» TASK DESCRIPTION
For the entries below, report every line that includes the word "invoke".

» DATA LISTING
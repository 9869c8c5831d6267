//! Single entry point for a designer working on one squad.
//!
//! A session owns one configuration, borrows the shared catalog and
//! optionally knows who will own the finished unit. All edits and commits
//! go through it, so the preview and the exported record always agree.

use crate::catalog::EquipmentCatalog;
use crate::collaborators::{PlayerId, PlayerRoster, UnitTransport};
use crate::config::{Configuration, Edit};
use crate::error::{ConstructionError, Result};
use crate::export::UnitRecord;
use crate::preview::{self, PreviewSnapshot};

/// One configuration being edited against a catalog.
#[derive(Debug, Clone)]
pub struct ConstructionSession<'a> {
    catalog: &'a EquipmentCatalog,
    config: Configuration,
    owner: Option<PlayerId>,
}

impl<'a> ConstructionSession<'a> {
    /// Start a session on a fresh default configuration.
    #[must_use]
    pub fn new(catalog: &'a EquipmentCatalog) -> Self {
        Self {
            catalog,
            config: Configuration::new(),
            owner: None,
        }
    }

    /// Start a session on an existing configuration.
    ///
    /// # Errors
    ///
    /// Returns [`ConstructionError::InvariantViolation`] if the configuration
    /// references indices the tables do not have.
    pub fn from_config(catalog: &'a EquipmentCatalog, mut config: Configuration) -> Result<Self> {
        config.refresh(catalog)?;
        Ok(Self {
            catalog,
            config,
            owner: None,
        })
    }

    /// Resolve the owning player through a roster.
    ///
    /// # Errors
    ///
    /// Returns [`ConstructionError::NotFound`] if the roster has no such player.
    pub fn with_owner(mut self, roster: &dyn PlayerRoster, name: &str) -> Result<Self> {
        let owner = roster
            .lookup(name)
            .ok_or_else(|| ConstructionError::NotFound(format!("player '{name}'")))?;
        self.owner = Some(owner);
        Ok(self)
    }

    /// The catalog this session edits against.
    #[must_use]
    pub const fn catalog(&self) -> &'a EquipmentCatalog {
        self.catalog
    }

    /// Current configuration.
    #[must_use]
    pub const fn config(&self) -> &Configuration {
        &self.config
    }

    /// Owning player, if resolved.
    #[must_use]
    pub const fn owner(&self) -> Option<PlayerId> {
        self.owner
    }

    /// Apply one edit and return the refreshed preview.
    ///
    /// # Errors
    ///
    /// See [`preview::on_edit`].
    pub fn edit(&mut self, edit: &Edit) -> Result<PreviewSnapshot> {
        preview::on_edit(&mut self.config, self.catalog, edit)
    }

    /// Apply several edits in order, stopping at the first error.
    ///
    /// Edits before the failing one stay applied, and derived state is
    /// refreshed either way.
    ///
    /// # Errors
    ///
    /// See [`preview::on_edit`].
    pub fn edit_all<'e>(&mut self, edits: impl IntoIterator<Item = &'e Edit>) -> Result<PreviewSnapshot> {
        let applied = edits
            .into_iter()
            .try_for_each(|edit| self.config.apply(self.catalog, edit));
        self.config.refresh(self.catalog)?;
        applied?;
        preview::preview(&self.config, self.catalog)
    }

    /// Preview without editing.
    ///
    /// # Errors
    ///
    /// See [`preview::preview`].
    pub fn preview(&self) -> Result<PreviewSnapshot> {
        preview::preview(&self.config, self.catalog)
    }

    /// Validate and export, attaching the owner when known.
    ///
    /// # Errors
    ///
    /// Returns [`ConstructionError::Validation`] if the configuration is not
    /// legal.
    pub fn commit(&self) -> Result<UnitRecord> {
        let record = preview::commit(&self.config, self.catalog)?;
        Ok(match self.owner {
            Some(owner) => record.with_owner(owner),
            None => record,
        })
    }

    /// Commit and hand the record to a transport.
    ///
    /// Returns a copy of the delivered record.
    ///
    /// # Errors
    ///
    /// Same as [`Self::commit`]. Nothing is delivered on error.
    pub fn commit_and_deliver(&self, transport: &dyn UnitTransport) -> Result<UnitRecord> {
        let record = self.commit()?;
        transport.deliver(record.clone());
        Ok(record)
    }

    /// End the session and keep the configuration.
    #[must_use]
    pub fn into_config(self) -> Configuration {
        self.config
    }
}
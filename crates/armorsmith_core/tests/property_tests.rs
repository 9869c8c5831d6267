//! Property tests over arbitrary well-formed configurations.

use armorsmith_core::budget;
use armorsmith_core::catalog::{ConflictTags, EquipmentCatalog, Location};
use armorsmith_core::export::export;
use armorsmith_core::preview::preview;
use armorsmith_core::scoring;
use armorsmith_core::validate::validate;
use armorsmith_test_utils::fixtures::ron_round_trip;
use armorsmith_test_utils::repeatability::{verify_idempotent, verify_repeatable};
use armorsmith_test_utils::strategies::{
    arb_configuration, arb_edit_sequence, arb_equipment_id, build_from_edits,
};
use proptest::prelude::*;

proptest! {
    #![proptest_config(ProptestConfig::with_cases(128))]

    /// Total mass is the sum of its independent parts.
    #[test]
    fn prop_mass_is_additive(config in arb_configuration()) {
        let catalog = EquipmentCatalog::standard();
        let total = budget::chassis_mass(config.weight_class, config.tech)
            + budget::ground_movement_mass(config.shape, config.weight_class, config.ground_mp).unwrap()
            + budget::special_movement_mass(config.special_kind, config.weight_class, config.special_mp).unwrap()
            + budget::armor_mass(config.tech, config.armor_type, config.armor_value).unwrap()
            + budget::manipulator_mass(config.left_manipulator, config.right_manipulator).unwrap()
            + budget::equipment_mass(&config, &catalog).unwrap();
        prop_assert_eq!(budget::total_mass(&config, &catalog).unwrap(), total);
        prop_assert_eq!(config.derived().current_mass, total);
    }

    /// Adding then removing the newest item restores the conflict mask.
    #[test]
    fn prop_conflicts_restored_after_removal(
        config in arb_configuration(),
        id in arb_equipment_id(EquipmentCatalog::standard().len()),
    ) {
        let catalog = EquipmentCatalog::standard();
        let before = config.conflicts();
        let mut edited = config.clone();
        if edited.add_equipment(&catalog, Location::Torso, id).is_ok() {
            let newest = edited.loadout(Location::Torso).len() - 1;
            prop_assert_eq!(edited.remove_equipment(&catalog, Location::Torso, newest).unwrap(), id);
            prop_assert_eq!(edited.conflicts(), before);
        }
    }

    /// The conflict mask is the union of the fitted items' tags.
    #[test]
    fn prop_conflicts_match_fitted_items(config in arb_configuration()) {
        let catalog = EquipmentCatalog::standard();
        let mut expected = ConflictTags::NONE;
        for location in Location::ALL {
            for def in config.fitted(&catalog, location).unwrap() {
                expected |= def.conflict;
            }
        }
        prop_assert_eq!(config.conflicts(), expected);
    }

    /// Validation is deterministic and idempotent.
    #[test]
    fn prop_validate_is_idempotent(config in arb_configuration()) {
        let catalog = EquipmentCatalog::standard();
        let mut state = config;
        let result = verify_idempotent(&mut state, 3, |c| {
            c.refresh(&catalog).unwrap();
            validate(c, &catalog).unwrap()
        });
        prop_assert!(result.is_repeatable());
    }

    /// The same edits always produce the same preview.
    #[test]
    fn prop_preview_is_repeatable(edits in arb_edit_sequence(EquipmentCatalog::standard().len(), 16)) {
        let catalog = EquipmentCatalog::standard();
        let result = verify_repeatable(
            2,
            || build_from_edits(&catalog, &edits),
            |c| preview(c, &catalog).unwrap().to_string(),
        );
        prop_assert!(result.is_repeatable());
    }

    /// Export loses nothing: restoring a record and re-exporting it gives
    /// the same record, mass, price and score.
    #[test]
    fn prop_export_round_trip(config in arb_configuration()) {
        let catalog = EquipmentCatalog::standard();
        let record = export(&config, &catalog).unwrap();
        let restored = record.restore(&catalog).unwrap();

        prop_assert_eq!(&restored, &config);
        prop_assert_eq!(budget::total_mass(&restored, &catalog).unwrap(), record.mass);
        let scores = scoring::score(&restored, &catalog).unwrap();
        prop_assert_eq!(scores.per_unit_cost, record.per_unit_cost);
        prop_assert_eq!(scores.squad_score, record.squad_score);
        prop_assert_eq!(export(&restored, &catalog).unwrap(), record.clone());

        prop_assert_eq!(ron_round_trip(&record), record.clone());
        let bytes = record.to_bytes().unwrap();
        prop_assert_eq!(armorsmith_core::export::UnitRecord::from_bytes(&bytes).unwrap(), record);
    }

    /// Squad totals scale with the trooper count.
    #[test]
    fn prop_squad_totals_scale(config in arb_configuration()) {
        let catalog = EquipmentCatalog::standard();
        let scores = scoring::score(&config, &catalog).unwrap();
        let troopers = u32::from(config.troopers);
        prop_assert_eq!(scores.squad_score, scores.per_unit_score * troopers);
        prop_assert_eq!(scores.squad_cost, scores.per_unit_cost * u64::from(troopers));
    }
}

...

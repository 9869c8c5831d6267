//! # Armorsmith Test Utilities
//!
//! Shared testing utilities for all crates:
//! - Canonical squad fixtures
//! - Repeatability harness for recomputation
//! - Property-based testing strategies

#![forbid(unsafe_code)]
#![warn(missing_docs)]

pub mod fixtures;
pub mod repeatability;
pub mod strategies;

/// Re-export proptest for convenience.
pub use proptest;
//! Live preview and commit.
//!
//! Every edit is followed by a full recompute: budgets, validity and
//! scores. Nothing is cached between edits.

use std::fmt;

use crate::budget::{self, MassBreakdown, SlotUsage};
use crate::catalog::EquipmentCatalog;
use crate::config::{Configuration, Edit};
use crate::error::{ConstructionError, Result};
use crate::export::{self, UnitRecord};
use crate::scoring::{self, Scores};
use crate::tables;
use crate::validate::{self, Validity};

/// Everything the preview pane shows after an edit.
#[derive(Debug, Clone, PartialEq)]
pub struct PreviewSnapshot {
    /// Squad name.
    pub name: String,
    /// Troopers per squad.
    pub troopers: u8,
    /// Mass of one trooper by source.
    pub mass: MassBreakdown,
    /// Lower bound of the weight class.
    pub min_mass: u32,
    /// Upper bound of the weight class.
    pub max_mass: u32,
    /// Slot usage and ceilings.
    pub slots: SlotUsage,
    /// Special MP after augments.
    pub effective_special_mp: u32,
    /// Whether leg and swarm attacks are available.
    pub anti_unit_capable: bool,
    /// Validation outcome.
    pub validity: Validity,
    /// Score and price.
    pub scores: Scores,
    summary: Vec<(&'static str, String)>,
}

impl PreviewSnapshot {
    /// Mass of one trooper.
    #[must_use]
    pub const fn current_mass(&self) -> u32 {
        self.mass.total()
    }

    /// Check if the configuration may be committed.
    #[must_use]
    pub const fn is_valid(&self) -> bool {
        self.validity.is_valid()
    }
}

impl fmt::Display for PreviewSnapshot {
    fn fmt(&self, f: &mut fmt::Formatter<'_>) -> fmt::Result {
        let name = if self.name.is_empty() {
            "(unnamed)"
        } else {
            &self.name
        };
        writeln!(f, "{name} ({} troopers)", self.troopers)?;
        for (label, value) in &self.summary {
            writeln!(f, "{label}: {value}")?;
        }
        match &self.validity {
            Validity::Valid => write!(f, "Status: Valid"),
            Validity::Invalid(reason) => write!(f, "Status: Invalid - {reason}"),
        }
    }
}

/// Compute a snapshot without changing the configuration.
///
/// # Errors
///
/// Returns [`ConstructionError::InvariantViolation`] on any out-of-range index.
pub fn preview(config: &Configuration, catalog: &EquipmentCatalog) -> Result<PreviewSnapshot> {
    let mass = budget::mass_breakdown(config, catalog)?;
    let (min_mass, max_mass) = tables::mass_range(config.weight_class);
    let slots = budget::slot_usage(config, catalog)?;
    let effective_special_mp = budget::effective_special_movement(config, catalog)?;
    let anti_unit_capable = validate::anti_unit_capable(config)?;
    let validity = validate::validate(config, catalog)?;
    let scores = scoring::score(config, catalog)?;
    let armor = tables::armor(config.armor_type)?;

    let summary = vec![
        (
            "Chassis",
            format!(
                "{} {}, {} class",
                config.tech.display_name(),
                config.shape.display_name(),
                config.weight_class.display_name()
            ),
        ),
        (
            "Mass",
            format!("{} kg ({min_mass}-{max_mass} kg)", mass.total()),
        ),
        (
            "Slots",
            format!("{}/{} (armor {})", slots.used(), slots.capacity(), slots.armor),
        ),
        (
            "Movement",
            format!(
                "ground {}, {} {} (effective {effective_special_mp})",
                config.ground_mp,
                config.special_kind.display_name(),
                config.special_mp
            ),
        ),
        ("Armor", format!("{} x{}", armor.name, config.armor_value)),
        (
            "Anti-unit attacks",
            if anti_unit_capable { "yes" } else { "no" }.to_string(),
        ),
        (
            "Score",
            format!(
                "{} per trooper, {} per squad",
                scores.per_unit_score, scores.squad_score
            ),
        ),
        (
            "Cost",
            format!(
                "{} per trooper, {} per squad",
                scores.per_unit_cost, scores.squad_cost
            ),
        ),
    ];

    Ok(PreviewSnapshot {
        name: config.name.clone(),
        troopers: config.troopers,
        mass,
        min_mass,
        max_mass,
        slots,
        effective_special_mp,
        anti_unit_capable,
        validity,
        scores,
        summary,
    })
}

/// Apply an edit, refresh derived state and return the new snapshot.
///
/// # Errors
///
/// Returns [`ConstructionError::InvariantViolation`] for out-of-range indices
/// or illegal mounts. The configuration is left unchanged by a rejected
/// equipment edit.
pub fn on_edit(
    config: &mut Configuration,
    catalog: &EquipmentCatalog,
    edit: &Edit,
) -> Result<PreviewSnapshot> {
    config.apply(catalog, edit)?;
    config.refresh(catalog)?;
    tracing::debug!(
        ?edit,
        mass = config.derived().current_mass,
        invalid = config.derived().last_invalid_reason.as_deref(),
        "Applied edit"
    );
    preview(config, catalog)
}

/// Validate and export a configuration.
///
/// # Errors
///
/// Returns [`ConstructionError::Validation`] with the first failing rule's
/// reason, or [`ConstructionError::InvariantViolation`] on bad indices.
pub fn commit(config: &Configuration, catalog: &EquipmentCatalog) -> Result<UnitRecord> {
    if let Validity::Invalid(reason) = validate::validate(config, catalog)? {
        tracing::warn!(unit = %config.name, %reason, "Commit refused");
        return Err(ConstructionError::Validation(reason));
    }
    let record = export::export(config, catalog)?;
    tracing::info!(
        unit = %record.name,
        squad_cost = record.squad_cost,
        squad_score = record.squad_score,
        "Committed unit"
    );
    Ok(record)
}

--

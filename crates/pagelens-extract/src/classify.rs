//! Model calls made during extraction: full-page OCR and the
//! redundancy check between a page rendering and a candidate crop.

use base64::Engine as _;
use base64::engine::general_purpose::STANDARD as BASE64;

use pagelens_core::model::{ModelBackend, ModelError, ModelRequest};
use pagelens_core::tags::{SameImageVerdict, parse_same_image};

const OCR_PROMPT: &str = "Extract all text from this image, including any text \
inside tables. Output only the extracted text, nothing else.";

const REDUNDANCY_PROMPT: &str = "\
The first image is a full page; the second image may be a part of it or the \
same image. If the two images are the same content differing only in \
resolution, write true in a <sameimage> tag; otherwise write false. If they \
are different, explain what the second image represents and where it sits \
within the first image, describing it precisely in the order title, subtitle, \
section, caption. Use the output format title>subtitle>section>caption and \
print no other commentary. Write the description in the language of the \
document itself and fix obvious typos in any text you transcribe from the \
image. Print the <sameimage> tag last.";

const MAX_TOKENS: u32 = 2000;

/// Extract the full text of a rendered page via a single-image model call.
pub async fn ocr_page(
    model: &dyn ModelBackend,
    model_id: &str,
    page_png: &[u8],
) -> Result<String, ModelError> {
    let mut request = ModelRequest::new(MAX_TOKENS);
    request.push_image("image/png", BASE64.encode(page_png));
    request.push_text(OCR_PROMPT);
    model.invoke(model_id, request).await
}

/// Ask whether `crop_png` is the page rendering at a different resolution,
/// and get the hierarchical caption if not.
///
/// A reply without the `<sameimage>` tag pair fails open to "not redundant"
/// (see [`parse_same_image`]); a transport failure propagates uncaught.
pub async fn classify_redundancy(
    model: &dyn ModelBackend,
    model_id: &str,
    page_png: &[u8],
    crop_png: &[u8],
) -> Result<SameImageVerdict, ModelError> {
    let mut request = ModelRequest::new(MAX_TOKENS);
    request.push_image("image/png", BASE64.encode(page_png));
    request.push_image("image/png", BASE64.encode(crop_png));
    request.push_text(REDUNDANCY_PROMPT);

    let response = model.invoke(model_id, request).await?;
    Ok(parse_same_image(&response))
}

» TASK ANSWER
    model.invoke(model_id, request).await
    let response = model.invoke(model_id, request).await?;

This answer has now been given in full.